Those who served in government positions (Regional Councillors, NDA representatives included) as staff or any other capacity (working for a state entity) should also be entitled for a state pension based on years served. Thus, I am in agreement with Freddie that Balram Singh Rai should get his pension; a bill should be legislated to grant the pension his pension. Separately, Isahak Bashir was penalized of his rightful pension amount because he was suspended from parliament by Sase Narain. That Speaker and others occupied positions for which they were not entitled; they were not duly elected by the population. It is well documented that elections were rigged between 1966 and 1992. Most of those who served as ruling party MPs illegally occupied their post; they lacked moral right to dictate who qualified for a pension since they themselves did not qualify for theirs.
Those who fought against the authoritarian Guyana Forbes Burnham PNC government, like Eusi Kwayana, Clive Thomas, Patricia Rodney, David Hinds, Arjune Karshan, Baytoram Ramharack, Wazir Mohammed, Paul Tennassee, Donald Rodney, Ogunseye, Ravi Dev, Vassan Ramracha, Desmond Trottman (although he condoned attempts at rigging the last election rigging), among others, should be eligible to receive some kind of “state compensation” for their years of service, commitment, and dedication to liberate the Guyana nation. South Africa adopted this principle of granting pension or state compensation to those revolutionaries who actively participated in the struggle to liberate the nation from racist apartheid rule.
Those revolutionaries in South Africa were not elected to parliament or served in state employment to qualify them for pension. But they were treated accordingly for time served while fighting for the liberation of the nation. Without their struggle, the country would have remained a racist state in which those who opposed it would not have qualified for state employment or to serve in parliament to qualify them for a pension.
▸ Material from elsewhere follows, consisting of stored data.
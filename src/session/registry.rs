//! Session Registry
//!
//! Every session known to a terminal host, keyed by id. A registry can be
//! shared by several pools; each pool keeps its own membership set on top.

use std::collections::HashMap;
use std::path::{Component, Path, PathBuf};
use std::sync::atomic::{AtomicU64, Ordering};
use std::sync::Arc;
use tokio::sync::RwLock;
use tracing::info;

use crate::host::TerminalHost;
use crate::models::{SessionId, TerminalSession};

/// Registry of terminal sessions on one host
pub struct SessionRegistry {
    host: Arc<dyn TerminalHost>,
    sessions: RwLock<HashMap<SessionId, TerminalSession>>,
    next_id: AtomicU64,
}

impl std::fmt::Debug for SessionRegistry {
    fn fmt(&self, f: &mut std::fmt::Formatter<'_>) -> std::fmt::Result {
        f.debug_struct("SessionRegistry")
            .field("next_id", &self.next_id.load(Ordering::SeqCst))
            .finish_non_exhaustive()
    }
}

impl SessionRegistry {
    pub fn new(host: Arc<dyn TerminalHost>) -> Self {
        Self {
            host,
            sessions: RwLock::new(HashMap::new()),
            next_id: AtomicU64::new(1),
        }
    }

    /// The host the sessions live on
    pub fn host(&self) -> &Arc<dyn TerminalHost> {
        &self.host
    }

    /// Provision a new host session bound to `cwd`
    pub async fn create_session(&self, cwd: &Path) -> TerminalSession {
        let handle = self.host.create_session(cwd).await;
        let id = SessionId::new(self.next_id.fetch_add(1, Ordering::SeqCst));
        let session = TerminalSession::new(id, cwd, handle);

        self.sessions.write().await.insert(id, session.clone());
        info!("Created session {} in {}", id, cwd.display());
        session
    }

    /// Snapshot of one session
    pub async fn get(&self, id: SessionId) -> Option<TerminalSession> {
        self.sessions.read().await.get(&id).cloned()
    }

    /// Snapshot of every session, ordered by id
    pub async fn all(&self) -> Vec<TerminalSession> {
        let mut sessions: Vec<_> = self.sessions.read().await.values().cloned().collect();
        sessions.sort_by_key(|s| s.id);
        sessions
    }

    /// Apply `f` to a session in place
    pub async fn update<R>(
        &self,
        id: SessionId,
        f: impl FnOnce(&mut TerminalSession) -> R,
    ) -> Option<R> {
        self.sessions.write().await.get_mut(&id).map(f)
    }

    /// Forget a session; the host resource is left alone
    pub async fn remove(&self, id: SessionId) -> Option<TerminalSession> {
        let removed = self.sessions.write().await.remove(&id);
        if removed.is_some() {
            info!("Removed session {} from registry", id);
        }
        removed
    }

    pub async fn contains(&self, id: SessionId) -> bool {
        self.sessions.read().await.contains_key(&id)
    }

    pub async fn len(&self) -> usize {
        self.sessions.read().await.len()
    }

    pub async fn is_empty(&self) -> bool {
        self.sessions.read().await.is_empty()
    }

    /// Working directory of a session as tracked by the host
    pub fn host_cwd(&self, session: &TerminalSession) -> Option<PathBuf> {
        self.host.cwd(&session.host_handle)
    }
}

/// Compare two paths after resolving `.`/`..` and trailing separators
///
/// Comparison is case-insensitive on Windows.
pub fn paths_equal(a: &Path, b: &Path) -> bool {
    let a = normalize_path(a);
    let b = normalize_path(b);

    if cfg!(windows) {
        a.to_string_lossy().to_lowercase() == b.to_string_lossy().to_lowercase()
    } else {
        a == b
    }
}

fn normalize_path(path: &Path) -> PathBuf {
    let mut normalized = PathBuf::new();
    for component in path.components() {
        match component {
            Component::CurDir => {}
            Component::ParentDir => {
                if !normalized.pop() {
                    normalized.push("..");
                }
            }
            other => normalized.push(other.as_os_str()),
        }
    }
    normalized
}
They gave their life to the freedom movement and were justly rewarded. They may have been elected serving in parliament if the apartheid system had not excluded them.
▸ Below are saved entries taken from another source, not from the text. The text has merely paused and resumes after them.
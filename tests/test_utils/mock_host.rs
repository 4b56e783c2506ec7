//! Mock Terminal Host for Testing

use async_trait::async_trait;
use futures::stream::{self, StreamExt};
use std::collections::HashMap;
use std::path::{Path, PathBuf};
use std::sync::atomic::{AtomicBool, AtomicU64, Ordering};
use std::sync::{Arc, Mutex};
use std::time::Duration;
use tokio::sync::Notify;

use termpool::error::{Error, Result};
use termpool::host::{HostHandle, OutputStream, TerminalHost};

/// One step of a scripted output stream
#[derive(Debug, Clone)]
pub enum MockChunk {
    /// Yield this text
    Text(String),
    /// Sleep before the next step
    Delay(Duration),
    /// Block until the gate is notified
    Gate(Arc<Notify>),
    /// Yield a stream error; nothing follows
    Fail(String),
}

impl MockChunk {
    pub fn text(text: &str) -> Self {
        MockChunk::Text(text.to_string())
    }
}

#[derive(Default)]
struct MockState {
    scripts: HashMap<String, Vec<MockChunk>>,
    cwds: HashMap<HostHandle, PathBuf>,
    executed: Vec<String>,
    sent: Vec<String>,
    raw_output: Option<Vec<String>>,
    execute_error: Option<String>,
    send_error: Option<String>,
    cd_ignored: bool,
}

/// Scripted terminal host
///
/// Commands without a script produce only their echo. A quoted `cd <dir>`
/// command moves the session's tracked directory.
pub struct MockHost {
    state: Mutex<MockState>,
    shell_integration: AtomicBool,
    next_handle: AtomicU64,
}

impl MockHost {
    pub fn new() -> Self {
        Self {
            state: Mutex::new(MockState::default()),
            shell_integration: AtomicBool::new(true),
            next_handle: AtomicU64::new(1),
        }
    }

    /// Output for `command`: its echo followed by `chunks`
    pub fn script(&self, command: &str, chunks: Vec<MockChunk>) {
        self.lock().scripts.insert(command.to_string(), chunks);
    }

    /// Shorthand for a script made only of text chunks
    pub fn respond(&self, command: &str, chunks: &[&str]) {
        self.script(command, chunks.iter().map(|c| MockChunk::text(c)).collect());
    }

    pub fn set_shell_integration(&self, available: bool) {
        self.shell_integration.store(available, Ordering::SeqCst);
    }

    /// Chunks the raw output tap yields on the fallback path
    pub fn set_raw_output(&self, chunks: &[&str]) {
        self.lock().raw_output = Some(chunks.iter().map(|c| c.to_string()).collect());
    }

    /// Make every structured execution fail to start
    pub fn fail_execution(&self, reason: &str) {
        self.lock().execute_error = Some(reason.to_string());
    }

    /// Make plain text injection fail
    pub fn fail_send_text(&self, reason: &str) {
        self.lock().send_error = Some(reason.to_string());
    }

    /// Leave tracked directories unchanged on `cd`
    pub fn ignore_cd(&self) {
        self.lock().cd_ignored = true;
    }

    pub fn set_cwd(&self, handle: &HostHandle, cwd: &Path) {
        self.lock().cwds.insert(handle.clone(), cwd.to_path_buf());
    }

    /// Commands run through structured execution, in order
    pub fn executed(&self) -> Vec<String> {
        self.lock().executed.clone()
    }

    /// Commands injected as plain text, in order
    pub fn sent(&self) -> Vec<String> {
        self.lock().sent.clone()
    }

    fn lock(&self) -> std::sync::MutexGuard<'_, MockState> {
        self.state.lock().unwrap()
    }
}

impl Default for MockHost {
    fn default() -> Self {
        Self::new()
    }
}

/// Directory named by a `cd '<dir>'` or `cd "<dir>"` command
fn cd_target(command: &str) -> Option<PathBuf> {
    let rest = command.strip_prefix("cd ")?.trim();
    let dir = if let Some(quoted) = rest.strip_prefix('\'') {
        quoted.strip_suffix('\'')?.replace(r"'\''", "'")
    } else {
        rest.trim_matches('"').to_string()
    };
    (!dir.is_empty()).then(|| PathBuf::from(dir))
}

fn scripted_stream(steps: Vec<MockChunk>) -> OutputStream {
    stream::unfold(steps.into_iter(), |mut steps| async move {
        loop {
            match steps.next()? {
                MockChunk::Text(text) => return Some((Ok(text), steps)),
                MockChunk::Delay(period) => tokio::time::sleep(period).await,
                MockChunk::Gate(gate) => gate.notified().await,
                MockChunk::Fail(reason) => {
                    let error = Error::HostStreamFailed {
                        command: "mock".to_string(),
                        reason,
                    };
                    return Some((Err(error), Vec::new().into_iter()));
                }
            }
        }
    })
    .boxed()
}

#[async_trait]
impl TerminalHost for MockHost {
    async fn create_session(&self, cwd: &Path) -> HostHandle {
        let id = self.next_handle.fetch_add(1, Ordering::SeqCst);
        let handle = HostHandle::new(format!("mock-{}", id));
        self.set_cwd(&handle, cwd);
        handle
    }

    fn has_shell_integration(&self, _handle: &HostHandle) -> bool {
        self.shell_integration.load(Ordering::SeqCst)
    }

    fn cwd(&self, handle: &HostHandle) -> Option<PathBuf> {
        self.lock().cwds.get(handle).cloned()
    }

    async fn execute_structured(&self, handle: &HostHandle, command: &str) -> Result<OutputStream> {
        let mut state = self.lock();
        if let Some(reason) = &state.execute_error {
            return Err(Error::Other(reason.clone()));
        }

        state.executed.push(command.to_string());
        if let Some(dir) = cd_target(command) {
            if !state.cd_ignored {
                state.cwds.insert(handle.clone(), dir);
            }
        }

        let mut steps = vec![MockChunk::Text(format!("{}\r\n", command))];
        steps.extend(state.scripts.get(command).cloned().unwrap_or_default());
        Ok(scripted_stream(steps))
    }

    async fn send_text(&self, _handle: &HostHandle, command: &str) -> Result<()> {
        let mut state = self.lock();
        if let Some(reason) = &state.send_error {
            return Err(Error::Other(reason.clone()));
        }
        state.sent.push(command.to_string());
        Ok(())
    }

    fn raw_output(&self, _handle: &HostHandle) -> Option<OutputStream> {
        let chunks = self.lock().raw_output.clone()?;
        Some(stream::iter(chunks.into_iter().map(Ok)).boxed())
    }
}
Similarly, in Guyana, Burnham ran a racist authoritarian political system that excluded Indian opponents and other revolutionaries from getting elected as a result of his fraudulent elections. The revolutionaries, or those who dedicated their lives opposing Burnhamism and were victimized, may very well have been elected to parliament and serving in government or some other government position entitling them to a state pension. It is only fair that these Guyanese revolutionaries be compensated, for giving their lifetime, with some kind of benefits in service to freeing the nation of Burnhamism. Without their contributions in the struggle, Guyana would have remained a dictatorship and those who are beneficiaries today would have been excluded from benefits including serving in parliament and as Ministers.
Those who were instrumental in rigging elections should not get pension and whatever pension they currently receive should be discontinued, and they should be prosecuted. A million dollar pensioner is a known murder and rapist. Government must take measures to cancel his pension and put him in front of the court for rape and murder; there is no statute of limitation these crimes.
Anyone who served the state (or any of its agencies) in any capacity as diplomats, MPs, in media, laborer, etc. entitles them to a pension. That is the pension rule in any developed (white man) country, including the imperialist countries (blood sucking as Burnham and Jagan used to call them) countries. Guyanese are very contented living in these imperialist countries and would never trade their freedoms for live in a socialist have like Guyana. Since Guyana is a socialist, working class haven, a utopia, why can’t all state workers who served the state get a pension like the MPs do?
In Guyana, a Member of Parliament gets a pension for serving a term; pension is prorated based on the number of years served and income. Burnham had created teenage (youthful) pensioners – any MP regardless of age who served briefly in parliament. Some of them had just crossed twenty years when they became eligible for a pension. (In America, government employee must be no younger than 55 to get a pension). After Burnham and Hoyte, pension qualifications were streamlined with minimum requisites.
Several former MPs (who served as Ministers or PS or Speakers) are currently receiving an average of $450K monthly. Those who served a term get about $40K if not a Minister; one term Minister gets close to $100K. If someone who served as a MP, a part time undertaking, can qualify for a pension, why can’t those who served many years in government, a full time position, be eligible for a pension?
Something stinks about state pension rule. Those who worked for the government and are not pension recipients should file a court case. In a white man’s court, they would definitely win. Hard working Guyanese should not be treated indifferently and unfairly by ‘korhee’ MPs. They are more deserving of a pension than those lazy MPs, especially some of them who disgraced parliament on February 22.